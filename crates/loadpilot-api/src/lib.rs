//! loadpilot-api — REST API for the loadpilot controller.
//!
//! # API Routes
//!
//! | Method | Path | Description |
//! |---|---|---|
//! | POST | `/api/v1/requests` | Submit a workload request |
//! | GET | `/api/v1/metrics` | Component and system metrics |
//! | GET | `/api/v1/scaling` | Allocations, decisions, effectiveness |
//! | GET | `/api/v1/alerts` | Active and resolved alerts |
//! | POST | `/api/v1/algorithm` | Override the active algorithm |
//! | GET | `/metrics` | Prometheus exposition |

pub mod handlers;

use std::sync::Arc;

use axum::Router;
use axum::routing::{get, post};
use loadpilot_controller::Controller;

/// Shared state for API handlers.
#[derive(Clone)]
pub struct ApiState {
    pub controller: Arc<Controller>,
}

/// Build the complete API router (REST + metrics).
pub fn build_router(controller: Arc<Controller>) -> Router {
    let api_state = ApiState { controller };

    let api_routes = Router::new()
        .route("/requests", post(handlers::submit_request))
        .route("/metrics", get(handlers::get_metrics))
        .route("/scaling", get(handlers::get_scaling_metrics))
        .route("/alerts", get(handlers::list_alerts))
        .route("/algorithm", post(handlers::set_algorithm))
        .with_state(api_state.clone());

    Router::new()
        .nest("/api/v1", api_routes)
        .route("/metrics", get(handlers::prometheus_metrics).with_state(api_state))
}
· · · ·
All the records above are to be reproduced exactly.

Solution to the exercise:
filename crates/loadpilot-api/src/lib.rs
//! loadpilot-api — REST API for the loadpilot controller.
//!
//! # API Routes
//!
//! | Method | Path | Description |
//! |---|---|---|
//! | POST | `/api/v1/requests` | Submit a workload request |
//! | GET | `/api/v1/metrics` | Component and system metrics |
//! | GET | `/api/v1/scaling` | Allocations, decisions, effectiveness |
//! | GET | `/api/v1/alerts` | Active and resolved alerts |
//! | POST | `/api/v1/algorithm` | Override the active algorithm |
//! | GET | `/metrics` | Prometheus exposition |

pub mod handlers;

use std::sync::Arc;

use axum::Router;
use axum::routing::{get, post};
use loadpilot_controller::Controller;

/// Shared state for API handlers.
#[derive(Clone)]
pub struct ApiState {
    pub controller: Arc<Controller>,
}

/// Build the complete API router (REST + metrics).
pub fn build_router(controller: Arc<Controller>) -> Router {
    let api_state = ApiState { controller };

    let api_routes = Router::new()
        .route("/requests", post(handlers::submit_request))
        .route("/metrics", get(handlers::get_metrics))
        .route("/scaling", get(handlers::get_scaling_metrics))
        .route("/alerts", get(handlers::list_alerts))
        .route("/algorithm", post(handlers::set_algorithm))
        .with_state(api_state.clone());

    Router::new()
        .nest("/api/v1", api_routes)
        .route("/metrics", get(handlers::prometheus_metrics).with_state(api_state))
}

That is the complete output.